PROVIDED MATERIAL
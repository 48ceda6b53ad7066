//! Session state holder.
//!
//! DESIGN
//! ======
//! A `Session` is constructed once by the application around an injected
//! [`KeyValueStore`] and passed by reference to whatever needs it. Two
//! storage keys mirror the in-memory state: `isAuthenticated` holds the
//! literal `"true"` marker and `user` holds the user record as JSON.
//! Construction rehydrates from those keys.
//!
//! The authenticated flag is derived from the presence of a user, so the
//! two can never disagree in memory. Every operation is total: storage
//! failures and malformed persisted data are logged and treated as
//! "unauthenticated" rather than surfaced.
//!
//! Consumers that need to react to changes hold a `watch::Receiver` from
//! [`Session::subscribe`].
//!
//! TRADE-OFFS
//! ==========
//! `login` does not verify credentials against the hosted auth service.
//! The acceptance rule sits behind [`CredentialCheck`]; the default,
//! [`NonEmptyCredentials`], accepts any non-empty pair.

#[cfg(test)]
#[path = "session_test.rs"]
mod tests;

use serde::{Deserialize, Serialize};
use tokio::sync::watch;

use crate::storage::KeyValueStore;

/// Storage key for the authenticated marker.
pub const IS_AUTHENTICATED_KEY: &str = "isAuthenticated";
/// Storage key for the JSON-encoded user record.
pub const USER_KEY: &str = "user";
/// The only flag value that counts as authenticated.
pub const AUTHENTICATED_MARKER: &str = "true";

/// The logged-in user.
#[derive(Debug, Clone, PartialEq, Eq, Serialize, Deserialize)]
pub struct User {
    pub username: String,
    pub email: String,
}

impl User {
    /// The stub login has no directory to consult; the username doubles as email.
    #[must_use]
    pub fn from_username(username: &str) -> Self {
        Self { username: username.to_string(), email: username.to_string() }
    }
}

/// Snapshot of the session: either logged out, or logged in as a user.
#[derive(Debug, Clone, Default, PartialEq, Eq)]
pub struct SessionState {
    user: Option<User>,
}

impl SessionState {
    #[must_use]
    pub fn is_authenticated(&self) -> bool {
        self.user.is_some()
    }

    #[must_use]
    pub fn user(&self) -> Option<&User> {
        self.user.as_ref()
    }
}

/// Decides whether a username/password pair may log in.
pub trait CredentialCheck {
    fn accepts(&self, username: &str, password: &str) -> bool;
}

/// Accepts any pair where both parts are non-empty.
#[derive(Debug, Clone, Copy, Default)]
pub struct NonEmptyCredentials;

impl CredentialCheck for NonEmptyCredentials {
    fn accepts(&self, username: &str, password: &str) -> bool {
        !username.is_empty() && !password.is_empty()
    }
}

/// Current login status, mirrored into persistent storage.
#[derive(Debug)]
pub struct Session<S, C = NonEmptyCredentials> {
    store: S,
    check: C,
    state: SessionState,
    tx: watch::Sender<SessionState>,
}

impl<S: KeyValueStore> Session<S> {
    /// Create a session over `store`, restoring any persisted login.
    pub fn new(store: S) -> Self {
        Self::with_check(store, NonEmptyCredentials)
    }
}

impl<S: KeyValueStore, C: CredentialCheck> Session<S, C> {
    /// Create a session with a custom credential rule, restoring any persisted login.
    pub fn with_check(store: S, check: C) -> Self {
        let mut session = Self {
            store,
            check,
            state: SessionState::default(),
            tx: watch::Sender::new(SessionState::default()),
        };
        session.check_auth();
        session
    }

    #[must_use]
    pub fn is_authenticated(&self) -> bool {
        self.state.is_authenticated()
    }

    #[must_use]
    pub fn user(&self) -> Option<&User> {
        self.state.user()
    }

    #[must_use]
    pub fn state(&self) -> &SessionState {
        &self.state
    }

    /// Receiver that observes every subsequent state change.
    #[must_use]
    pub fn subscribe(&self) -> watch::Receiver<SessionState> {
        self.tx.subscribe()
    }

    #[must_use]
    pub fn store(&self) -> &S {
        &self.store
    }

    /// Tear the session down, handing back its store.
    pub fn into_store(self) -> S {
        self.store
    }

    /// Log in and persist the session. Returns `false`, changing nothing,
    /// when the credentials are rejected.
    pub fn login(&mut self, username: &str, password: &str) -> bool {
        if !self.check.accepts(username, password) {
            tracing::debug!("login rejected");
            return false;
        }

        let user = User::from_username(username);
        self.persist(IS_AUTHENTICATED_KEY, AUTHENTICATED_MARKER);
        match serde_json::to_string(&user) {
            Ok(json) => self.persist(USER_KEY, &json),
            Err(e) => tracing::warn!(error = %e, "failed to encode user record"),
        }
        self.publish(SessionState { user: Some(user) });

        tracing::info!(username, "logged in");
        true
    }

    /// Clear the session and its persisted entries.
    pub fn logout(&mut self) {
        self.erase(IS_AUTHENTICATED_KEY);
        self.erase(USER_KEY);
        self.publish(SessionState::default());
        tracing::info!("logged out");
    }

    /// Re-sync in-memory state from storage and return the resulting flag.
    pub fn check_auth(&mut self) -> bool {
        let user = self.read_persisted();
        self.publish(SessionState { user });
        self.state.is_authenticated()
    }

    fn read_persisted(&self) -> Option<User> {
        let flag = self.load(IS_AUTHENTICATED_KEY)?;
        if flag != AUTHENTICATED_MARKER {
            return None;
        }
        let raw = self.load(USER_KEY)?;
        if raw.is_empty() {
            return None;
        }
        match serde_json::from_str::<User>(&raw) {
            Ok(user) => Some(user),
            Err(e) => {
                tracing::warn!(error = %e, key = USER_KEY, "malformed persisted user; treating as logged out");
                None
            }
        }
    }

    fn load(&self, key: &str) -> Option<String> {
        match self.store.get(key) {
            Ok(value) => value,
            Err(e) => {
                tracing::warn!(error = %e, key, "storage read failed");
                None
            }
        }
    }

    fn persist(&mut self, key: &str, value: &str) {
        if let Err(e) = self.store.set(key, value) {
            tracing::warn!(error = %e, key, "storage write failed");
        }
    }

    fn erase(&mut self, key: &str) {
        if let Err(e) = self.store.remove(key) {
            tracing::warn!(error = %e, key, "storage remove failed");
        }
    }

    fn publish(&mut self, next: SessionState) {
        self.state = next;
        let current = &self.state;
        self.tx.send_if_modified(|seen| {
            if *seen == *current {
                false
            } else {
                seen.clone_from(current);
                true
            }
        });
    }
}
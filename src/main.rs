use std::path::{Path, PathBuf};
use std::process::ExitCode;

use clap::{Parser, Subcommand};
use topic7_session::backend;
use topic7_session::config::{BackendConfig, ConfigError};
use topic7_session::session::Session;
use topic7_session::storage::{FileStore, StorageError};

#[cfg(test)]
#[path = "main_test.rs"]
mod tests;

#[derive(Debug, thiserror::Error)]
enum CliError {
    #[error("login rejected: username and password must be non-empty")]
    LoginRejected,
    #[error("session store failed: {0}")]
    Storage(#[from] StorageError),
    #[error("backend config invalid: {0}")]
    Config(#[from] ConfigError),
}

#[derive(Parser, Debug)]
#[command(name = "topic7-session", about = "Local session and backend bootstrap CLI")]
struct Cli {
    #[arg(long, env = "SESSION_STORE_PATH", default_value = ".session.json")]
    store: PathBuf,

    #[command(subcommand)]
    command: Command,
}

#[derive(Subcommand, Debug)]
enum Command {
    /// Show the restored session.
    Status,
    /// Log in with any non-empty username and password.
    Login {
        username: String,
        password: String,
    },
    /// Clear the stored session.
    Logout,
    /// Initialize the backend app from `BAAS_*` env vars and describe its handles.
    Backend,
}

fn main() -> ExitCode {
    tracing_subscriber::fmt::init();
    if let Err(e) = dotenvy::dotenv() {
        tracing::debug!(error = %e, "no .env loaded");
    }

    let cli = Cli::parse();
    match run(cli) {
        Ok(()) => ExitCode::SUCCESS,
        Err(e) => {
            eprintln!("error: {e}");
            ExitCode::FAILURE
        }
    }
}

fn run(cli: Cli) -> Result<(), CliError> {
    match cli.command {
        Command::Backend => describe_backend(),
        Command::Status => with_session(&cli.store, |_| Ok(())),
        Command::Login { username, password } => with_session(&cli.store, |session| {
            if session.login(&username, &password) { Ok(()) } else { Err(CliError::LoginRejected) }
        }),
        Command::Logout => with_session(&cli.store, |session| {
            session.logout();
            Ok(())
        }),
    }
}

/// Open the session over the store file, apply `f`, then print the result.
fn with_session(
    path: &Path,
    f: impl FnOnce(&mut Session<FileStore>) -> Result<(), CliError>,
) -> Result<(), CliError> {
    let mut session = Session::new(FileStore::open(path)?);
    f(&mut session)?;
    print_status(&session);
    Ok(())
}

fn print_status(session: &Session<FileStore>) {
    match session.user() {
        Some(user) => println!("authenticated as {} <{}>", user.username, user.email),
        None => println!("not authenticated"),
    }
}

fn describe_backend() -> Result<(), CliError> {
    let app = backend::initialize_app(BackendConfig::from_env()?)?;
    let auth = app.auth();
    let db = app.firestore();
    println!("app:      {}", app.name());
    println!("auth:     {} (api key: {})", auth.auth_domain(), if auth.has_api_key() { "set" } else { "missing" });
    println!("database: {}", db.database_path());
    Ok(())
}
//! Append-only log of domain events.
//!
//! The recorder keeps events in insertion order and never mutates a stored
//! entry. With [`EventRetention::MaxEntries`] the oldest entries are evicted
//! once the log is full; the survivors keep their relative order.
//!
//! Every recorded event is also forwarded to an [`EventSink`], which lets the
//! log be mirrored to structured logging or another external consumer.

use std::collections::VecDeque;
use std::num::NonZeroUsize;
use std::sync::{Arc, PoisonError, RwLock};

use chrono::{DateTime, Utc};
use serde_json::Value;

use crate::domain::entities::{DomainEvent, EventKind};

/// How many events the recorder keeps in memory.
#[derive(Debug, Clone, Copy, PartialEq, Eq)]
pub enum EventRetention {
    Unbounded,
    MaxEntries(NonZeroUsize),
}

impl EventRetention {
    fn limit(&self) -> Option<usize> {
        match self {
            EventRetention::Unbounded => None,
            EventRetention::MaxEntries(n) => Some(n.get()),
        }
    }
}

/// Receives a copy of every recorded event.
#[cfg_attr(test, mockall::automock)]
pub trait EventSink: Send + Sync {
    fn publish(&self, event: &DomainEvent);
}

/// Emits events as structured `tracing` records.
#[derive(Debug, Default, Clone, Copy)]
pub struct TracingEventSink;

impl EventSink for TracingEventSink {
    fn publish(&self, event: &DomainEvent) {
        tracing::info!(
            target: "shortlink_registry::events",
            kind = %event.kind,
            metadata = %event.metadata,
            "{}",
            event.message
        );
    }
}

/// Append-only, read-only-from-outside event history.
pub struct EventRecorder {
    entries: RwLock<VecDeque<DomainEvent>>,
    retention: EventRetention,
    sink: Option<Arc<dyn EventSink>>,
}

impl EventRecorder {
    pub fn new(retention: EventRetention) -> Self {
        Self {
            entries: RwLock::new(VecDeque::new()),
            retention,
            sink: None,
        }
    }

    /// Forwards every future event to `sink` as well.
    pub fn with_sink(mut self, sink: Arc<dyn EventSink>) -> Self {
        self.sink = Some(sink);
        self
    }

    pub fn retention(&self) -> EventRetention {
        self.retention
    }

    /// Appends one event and returns a copy of it.
    pub fn record(
        &self,
        kind: EventKind,
        message: impl Into<String>,
        metadata: Value,
        timestamp: DateTime<Utc>,
    ) -> DomainEvent {
        let event = DomainEvent::new(kind, message, metadata, timestamp);

        {
            let mut entries = self.entries.write().unwrap_or_else(PoisonError::into_inner);
            if let Some(limit) = self.retention.limit() {
                while entries.len() >= limit {
                    entries.pop_front();
                }
            }
            entries.push_back(event.clone());
        }

        if let Some(sink) = &self.sink {
            sink.publish(&event);
        }

        event
    }

    /// Snapshot of the retained history, oldest first.
    pub fn all(&self) -> Vec<DomainEvent> {
        self.entries
            .read()
            .unwrap_or_else(PoisonError::into_inner)
            .iter()
            .cloned()
            .collect()
    }

    pub fn len(&self) -> usize {
        self.entries
            .read()
            .unwrap_or_else(PoisonError::into_inner)
            .len()
    }

    pub fn is_empty(&self) -> bool {
        self.len() == 0
    }
}

impl Default for EventRecorder {
    fn default() -> Self {
        Self::new(EventRetention::Unbounded)
    }
}

impl std::fmt::Debug for EventRecorder {
    fn fmt(&self, f: &mut std::fmt::Formatter<'_>) -> std::fmt::Result {
        f.debug_struct("EventRecorder")
            .field("len", &self.len())
            .field("retention", &self.retention)
            .field("sink", &self.sink.is_some())
            .finish()
    }
}

#[cfg(test)]
mod tests {
    use super::*;
    use serde_json::json;

    fn record_access(recorder: &EventRecorder, short_id: &str) -> DomainEvent {
        recorder.record(
            EventKind::Access,
            "Accessed shortlink",
            json!({ "short_id": short_id }),
            Utc::now(),
        )
    }

    #[test]
    fn test_record_appends_in_order() {
        let recorder = EventRecorder::default();
        recorder.record(
            EventKind::Create,
            "Created shortlink",
            json!({ "short_id": "a" }),
            Utc::now(),
        );
        record_access(&recorder, "a");
        record_access(&recorder, "b");

        let all = recorder.all();
        assert_eq!(all.len(), 3);
        assert_eq!(all[0].kind, EventKind::Create);
        assert_eq!(all[1].metadata["short_id"], "a");
        assert_eq!(all[2].metadata["short_id"], "b");
    }

    #[test]
    fn test_all_is_idempotent_without_writes() {
        let recorder = EventRecorder::default();
        record_access(&recorder, "a");

        assert_eq!(recorder.all(), recorder.all());
    }

    #[test]
    fn test_bounded_retention_evicts_oldest_first() {
        let recorder = EventRecorder::new(EventRetention::MaxEntries(NonZeroUsize::new(2).unwrap()));
        for id in ["a", "b", "c", "d"] {
            record_access(&recorder, id);
        }

        let ids: Vec<_> = recorder
            .all()
            .iter()
            .map(|e| e.metadata["short_id"].as_str().unwrap().to_string())
            .collect();
        assert_eq!(ids, vec!["c", "d"]);
    }

    #[test]
    fn test_unbounded_retention_keeps_everything() {
        let recorder = EventRecorder::new(EventRetention::Unbounded);
        for i in 0..1_000 {
            record_access(&recorder, &i.to_string());
        }
        assert_eq!(recorder.len(), 1_000);
    }

    #[test]
    fn test_every_event_reaches_sink() {
        let mut sink = MockEventSink::new();
        sink.expect_publish()
            .withf(|event| event.kind == EventKind::Access && event.metadata["short_id"] == "xyz")
            .times(2)
            .return_const(());

        let recorder = EventRecorder::default().with_sink(Arc::new(sink));
        record_access(&recorder, "xyz");
        record_access(&recorder, "xyz");
    }

    #[test]
    fn test_sink_sees_evicted_events_too() {
        let mut sink = MockEventSink::new();
        sink.expect_publish().times(3).return_const(());

        let recorder = EventRecorder::new(EventRetention::MaxEntries(NonZeroUsize::MIN))
            .with_sink(Arc::new(sink));
        for id in ["a", "b", "c"] {
            record_access(&recorder, id);
        }

        assert_eq!(recorder.len(), 1);
    }
}
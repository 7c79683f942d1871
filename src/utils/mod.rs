//! Utility building blocks shared by the registry and its surfaces.
//!
//! - [`code_generator`] - Short identifier generation and shortcode rules
//! - [`clock`] - Injectable time source

pub mod clock;
pub mod code_generator;
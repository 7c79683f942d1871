//! Handler for health check endpoint.

use axum::{Json, extract::State};

use crate::api::dto::health::HealthResponse;
use crate::application::services::ExpiryPolicy;
use crate::state::AppState;

/// Returns liveness and registry counters.
///
/// # Endpoint
///
/// `GET /health`
///
/// # Response
///
/// ```json
/// {
///   "status": "healthy",
///   "version": "0.1.0",
///   "links": 12,
///   "events": 40,
///   "expiry_policy": "advisory"
/// }
/// ```
pub async fn health_handler(State(state): State<AppState>) -> Json<HealthResponse> {
    let expiry_policy = match state.registry.expiry_policy() {
        ExpiryPolicy::Advisory => "advisory",
        ExpiryPolicy::Enforced => "enforced",
    };

    Json(HealthResponse {
        status: "healthy".to_string(),
        version: env!("CARGO_PKG_VERSION").to_string(),
        links: state.registry.len(),
        events: state.registry.event_count(),
        expiry_policy: expiry_policy.to_string(),
    })
}
//! Domain layer containing business entities and the event log.
//!
//! # Architecture
//!
//! - [`entities`] - Core business data structures
//! - [`event_log`] - Append-only audit history with retention and sinks
//!
//! # Design Principles
//!
//! - Domain layer has no dependencies on the HTTP or CLI surfaces
//! - Registry rules live in services (see [`crate::application::services`])

pub mod entities;
pub mod event_log;
//! Core domain entities.
//!
//! # Entity Types
//!
//! - [`Link`] - A registered short link with expiry and access count
//! - [`DomainEvent`] - An immutable `CREATE` / `ACCESS` audit record
//!
//! `NewLink` is the creation input; [`Validity`] and [`ValidityUnit`] express
//! how long a new link stays current.

pub mod event;
pub mod link;

pub use event::{DomainEvent, EventKind};
pub use link::{DEFAULT_VALIDITY_MINUTES, Link, NewLink, Validity, ValidityUnit};
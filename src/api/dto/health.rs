//! DTOs for health check endpoint.

use serde::Serialize;

/// Liveness response with registry counters.
#[derive(Debug, Serialize)]
pub struct HealthResponse {
    pub status: String,
    pub version: String,
    pub links: usize,
    pub events: usize,
    pub expiry_policy: String,
}
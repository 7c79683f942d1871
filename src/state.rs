//! Shared application state injected into all handlers.

use std::sync::Arc;

use crate::application::services::LinkRegistry;

#[derive(Clone)]
pub struct AppState {
    pub registry: Arc<LinkRegistry>,
    /// Public origin without trailing slash, e.g. `https://s.example.com`.
    pub base_url: String,
}

impl AppState {
    pub fn new(registry: Arc<LinkRegistry>, base_url: impl Into<String>) -> Self {
        Self {
            registry,
            base_url: base_url.into().trim_end_matches('/').to_string(),
        }
    }

    /// Full short URL for an identifier.
    pub fn short_url(&self, short_id: &str) -> String {
        format!("{}/{}", self.base_url, short_id)
    }
}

WHAT IS REQUIRED
Each line of the records with the word "EventRetention" in it is to be copied.

RESULT OF THIS EXERCISE
//! entry. With [`EventRetention::MaxEntries`] the oldest entries are evicted
pub enum EventRetention {
impl EventRetention {
            EventRetention::Unbounded => None,
            EventRetention::MaxEntries(n) => Some(n.get()),
    retention: EventRetention,
    pub fn new(retention: EventRetention) -> Self {
    pub fn retention(&self) -> EventRetention {
        Self::new(EventRetention::Unbounded)
        let recorder = EventRecorder::new(EventRetention::MaxEntries(NonZeroUsize::new(2).unwrap()));
        let recorder = EventRecorder::new(EventRetention::Unbounded);
        let recorder = EventRecorder::new(EventRetention::MaxEntries(NonZeroUsize::MIN))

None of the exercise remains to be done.